Auch wegen des kurzen Beinkleides beschränke ich die Zeit draußen auf ein Minimum, muss dann aber doch etwas sehr zum Start hetzen und zerkratze mir Beine etwas an Dornen. Wäre ich doch mal etwas früher und außenr BUMM Los geht’s. 30 Sekunden später passiere ich auch die Startlinie. Kein Piepser d.h. ich bin direkt 30s hinter der Zeit, die nach 4:00:00 gnadenlos abläuft. Die folgenden Minuten kenne ich schon aus den Vorjahren: Von hinten kommen ca. 50 Menschen, dann ist Ruhe. Ein Schulterblick zeigt noch einen Walker, das war es. Nach 1km passiere ich dann die erste Staffelläuferin, die bereits jetzt gehen muss und auch nie wieder gesehen wird. Als dann der Weg von der Straße auf den Radweg geleitet wird, befinde ich mich unfreiwillig in einem kleinen Pulk. Zu allem Überfluss schneidet mich eine Läuferin, setzt sich direkt vor mich und nimmt erst mal Tempo raus. “Uff, den habe ich eingesammelt. Erst mal ausruhen”. Ihr Mann begleitet sie, obwohl er deutlich schneller laufen könnte. Immer wieder fällt er einen Meter zurück, um direkt wieder zwei nach vorne ff. Ich bin nicht wirklich entspannt und ärgere mich wie üblich. Wir laufen so 6:50, also genau in meiner geplanten Geschwindigkeit. Ich ruiniere doch mein Rennen nicht und ziehe unnötig an! Idealerweise kann ich eine Pinkelpause einlegen und das Problem so auf natürliche Weise lösen.

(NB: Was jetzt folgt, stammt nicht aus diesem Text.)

//! Property-based tests for money arithmetic.
//!
//! - Property 1: Rounding idempotence
//! - Property 2: Currency mismatch and zero absorption
//! - Property 3: Split conservation
//! - Property 4: Allocation sum invariant
//! - Property 5: Increment/decrement by minor unit

use proptest::prelude::*;
use rust_decimal::Decimal;

use super::{FastMoney, Money};
use crate::currency::CurrencyRegistry;
use crate::error::MoneyError;

/// Codes covering every minor-unit shape: 0, 2, 3, 4 digits, fifths, none.
const CODES: &[&str] = &["JPY", "EUR", "BHD", "CLF", "MGA", "XAU"];

/// Strategy to generate amounts with up to 6 decimals (±10,000,000).
fn any_amount() -> impl Strategy<Value = Decimal> {
    (-10_000_000_000_000i64..10_000_000_000_000i64).prop_map(|v| Decimal::new(v, 6))
}

/// Strategy to generate positive amounts in cents (0.01 to 1,000,000.00).
fn positive_amount() -> impl Strategy<Value = Decimal> {
    (1i64..100_000_000i64).prop_map(|cents| Decimal::new(cents, 2))
}

fn any_code() -> impl Strategy<Value = &'static str> {
    prop::sample::select(CODES)
}

/// Strategy to generate whole-number percentages that sum to 100.
fn percentages_summing_to_100() -> impl Strategy<Value = Vec<Decimal>> {
    prop::collection::vec(1u32..30, 1..6).prop_map(|values| {
        let mut remaining = 100u32;
        let mut percentages: Vec<Decimal> = values
            .iter()
            .map(|v| {
                let taken = (*v).min(remaining.saturating_sub(1));
                remaining -= taken;
                Decimal::from(taken)
            })
            .collect();
        percentages.push(Decimal::from(remaining));
        percentages
    })
}

proptest! {
    #![proptest_config(ProptestConfig::with_cases(100))]

    // =========================================================================
    // Property 1: Rounding idempotence
    // =========================================================================

    /// Property 1.1: Constructing twice yields the same amount.
    #[test]
    fn prop_rounding_is_idempotent(amount in any_amount(), code in any_code()) {
        let registry = CurrencyRegistry::new();
        let info = registry.get(code).unwrap();
        let once = Money::new(amount, &info);
        let twice = Money::new(once.amount(), &info);
        prop_assert_eq!(once, twice);
    }

    /// Property 1.2: Rounded amounts sit on the minor-unit grid.
    #[test]
    fn prop_rounded_amount_is_multiple_of_minimal_amount(
        amount in any_amount(),
        code in prop::sample::select(&["JPY", "EUR", "BHD", "MGA"][..]),
    ) {
        let registry = CurrencyRegistry::new();
        let info = registry.get(code).unwrap();
        let money = Money::new(amount, &info);
        let steps = money.amount() / info.minimal_amount();
        prop_assert_eq!(steps, steps.trunc(), "{} is off the grid of {}", money, code);
    }

    // =========================================================================
    // Property 2: Currency mismatch and zero absorption
    // =========================================================================

    /// Property 2.1: Non-zero values in different currencies never combine.
    #[test]
    fn prop_mismatch_is_rejected(a in positive_amount(), b in positive_amount()) {
        let euros = Money::euro(a);
        let dollars = Money::us_dollar(b);
        prop_assert!(
            matches!(euros + dollars, Err(MoneyError::InvalidCurrency { .. })),
            "adding {} to {} must fail", dollars, euros
        );
        prop_assert!(
            matches!(euros - dollars, Err(MoneyError::InvalidCurrency { .. })),
            "subtracting {} from {} must fail", dollars, euros
        );
        prop_assert!(
            matches!(euros.try_cmp(&dollars), Err(MoneyError::InvalidCurrency { .. })),
            "comparing {} with {} must fail", euros, dollars
        );
    }

    /// Property 2.2: Adding zero of any currency returns the value unchanged.
    #[test]
    fn prop_zero_is_absorbed(amount in any_amount()) {
        let euros = Money::euro(amount);
        prop_assert_eq!((euros + Money::yen(Decimal::ZERO)).unwrap(), euros);
        prop_assert_eq!((Money::yen(Decimal::ZERO) + euros).unwrap(), euros);
    }

    /// Property 2.3: Subtraction undoes addition.
    #[test]
    fn prop_add_then_subtract(a in any_amount(), b in any_amount()) {
        let x = Money::euro(a);
        let y = Money::euro(b);
        prop_assert_eq!(((x + y).unwrap() - y).unwrap(), x);
    }

    // =========================================================================
    // Property 3: Split conservation
    // =========================================================================

    /// Property 3.1: Shares sum to the original and there are exactly `shares`.
    #[test]
    fn prop_split_conserves_amount(
        amount in any_amount(),
        code in any_code(),
        shares in 2u32..50,
    ) {
        let registry = CurrencyRegistry::new();
        let money = registry.money(amount, code).unwrap();
        let parts: Vec<Money> = money.split(shares).unwrap().collect();

        prop_assert_eq!(parts.len(), shares as usize);
        let sum: Decimal = parts.iter().map(Money::amount).sum();
        prop_assert_eq!(sum, money.amount());
    }

    /// Property 3.2: Ratio splits conserve the amount too.
    #[test]
    fn prop_split_by_ratios_conserves_amount(
        amount in any_amount(),
        ratios in prop::collection::vec(1u32..20, 1..8),
    ) {
        let money = Money::euro(amount);
        let parts: Vec<Money> = money.split_by_ratios(&ratios).unwrap().collect();

        prop_assert_eq!(parts.len(), ratios.len());
        let sum: Decimal = parts.iter().map(Money::amount).sum();
        prop_assert_eq!(sum, money.amount());
    }

    // =========================================================================
    // Property 4: Allocation sum invariant
    // =========================================================================

    /// Property 4.1: Equal allocation sums to the original amount.
    #[test]
    fn prop_allocate_sum_invariant(amount in any_amount(), count in 1usize..100) {
        let money = Money::euro(amount);
        let parts = money.allocate(count).unwrap();
        prop_assert_eq!(parts.len(), count);
        let sum: Decimal = parts.iter().map(Money::amount).sum();
        prop_assert_eq!(sum, money.amount());
    }

    /// Property 4.2: Equal allocations differ by at most one minor unit.
    #[test]
    fn prop_allocate_is_fair(amount in positive_amount(), count in 1usize..100) {
        let parts = Money::euro(amount).allocate(count).unwrap();
        let max = parts.iter().map(Money::amount).max().unwrap();
        let min = parts.iter().map(Money::amount).min().unwrap();
        prop_assert!(max - min <= Decimal::new(1, 2));
    }

    /// Property 4.3: Percentage allocation sums to the original amount.
    #[test]
    fn prop_allocate_by_percentages_sum_invariant(
        amount in positive_amount(),
        percentages in percentages_summing_to_100(),
    ) {
        let money = Money::euro(amount);
        let parts = money.allocate_by_percentages(&percentages).unwrap();
        let sum: Decimal = parts.iter().map(Money::amount).sum();
        prop_assert_eq!(sum, money.amount());
    }

    // =========================================================================
    // Property 5: Increment/decrement by minor unit
    // =========================================================================

    /// Property 5.1: Increment then decrement is the identity.
    #[test]
    fn prop_increment_decrement_round_trip(amount in any_amount(), code in any_code()) {
        let registry = CurrencyRegistry::new();
        let money = registry.money(amount, code).unwrap();
        let stepped = money.increment().unwrap();
        prop_assert_eq!(stepped.decrement().unwrap(), money);
        prop_assert_eq!(
            stepped.amount() - money.amount(),
            registry.get(code).unwrap().minimal_amount()
        );
    }

    /// Property 5.2: FastMoney agrees with Money on add and increment.
    #[test]
    fn prop_fast_money_matches_money(a in positive_amount(), b in positive_amount()) {
        let x = Money::euro(a);
        let y = Money::euro(b);
        let fast_x = FastMoney::try_from_money(&x).unwrap();
        let fast_y = FastMoney::try_from_money(&y).unwrap();

        prop_assert_eq!(fast_x.add(&fast_y).unwrap().to_money(), (x + y).unwrap());
        prop_assert_eq!(fast_x.increment().unwrap().to_money(), x.increment().unwrap());
    }
}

Bei km 9 trinke ich etwas und muss direkt wieder austreten. Ich beschließe, von nun an auf weitere Getränke zu verzichten, um keine unnötige Zeit wegen Pinkelpausen mehr zu verlieren.

Kurz vor Westerland kommen dann wieder diese zwei Stellen, an denen man vortrefflich abkürzen und/oder seinen Mitläufern zwischen den Füßen rumlaufen kann. Natürlich auch so in diesem Jahr. Ich könnte natürlich auch ebenfalls abkürzen, nutze aber den Ärger lieber für die Zurückrundung und laufe mit einem klaren Geschwindigkeitsplus weiter. Den Anstieg zur Promenade nehme ich ebenfalls mit Tempo und fliege förmlich an den Massen vorbei, vermutlich mit 6:20 :) In Westerland beginnt dann meine Lieblingshälfte. Da ich mein Anfangstempo nach km10 sogar leicht erhöhen konnte, habe ich momentan ca. 2-3 Minuten Vorsprung. Auf dem Feld zwischen Wenningstedt und Kampen soll dann der langsamste Kilometer des Tages folgen: Freies Feld und direkter Gegenwind. Ich kämpfe dagegen an und hoffe, daß die Dünen auf der weiteren Strecke etwas Schutz bieten werden. Irgendwie ist es aber so, als hätten sich die Beine durch den Kampf freigelaufen. Ich behalte die Kraft vom Kampf gegen den Wind bei und bewege mich in Zukunft mit 6:20 – 6:30 vorwärts. Als direkte Folge kann ich Massen von Läufern einholen, von denen eine hohe Zahl gehen muss. Mit einem Läufer spiele ich lange Pingpong. Gehen, ich überhole, Laufen, ich werde überholt usw. Irgendwann ist aber dann auch er weg. Die lange Anstiege laufe ich ebenfalls ohne Geschwindigkeitsverlust und kann so in den flachen Passagen das Tempo weiter erhöhen. Auf den letzten Kilometern weht der Wind dann wieder stark, aber ich gebe weiterhin nicht klein bei und halte das Tempo. 500m vor dem Ziel hat meine Uhr dann die 33,333km voll und piept freudig – was für ein Demotivator. Es wird als nicht mit der “Traumzeit”, da noch knapp 3 Minuten hinzukommen. Trotz eines 20m-Zielspurts bleibt die Uhr offiziell bei 3:50:00000001 stehe. Was soll’s? Negativer Split, Hälfte zwei 8 Minuten schneller. Jetzt bin ich aber auch ganz schön kaputt!

Herumlungen im Whirlpool, lecker Bierchen und ich war wieder bereit für einen flotten Fußmarsch zum Abendessen. Ein Hoch auf meine anständige Vorbereitung.

Nachwehen: der erste Lauf drei Tage später ging noch problemlos, danach meldeten sich direkt die Achillessehnen. Wieder weiß ich aber nicht, ob das Folge des Laufes oder Reaktion auf die Wiedereinahme der Blutdrucksenker ist. Seitdem trabe ich regelmäßig jeden Sonntag einige Kilometer und verliere wieder Form und Form ;) Plötzlich kam aber der Wings for Life World Run, bei dem wieder problemlose 15km in hohem Tempo (6:10) gingen, ohne Schmerzen. Vielleicht brauche ich einfach ein Ziel.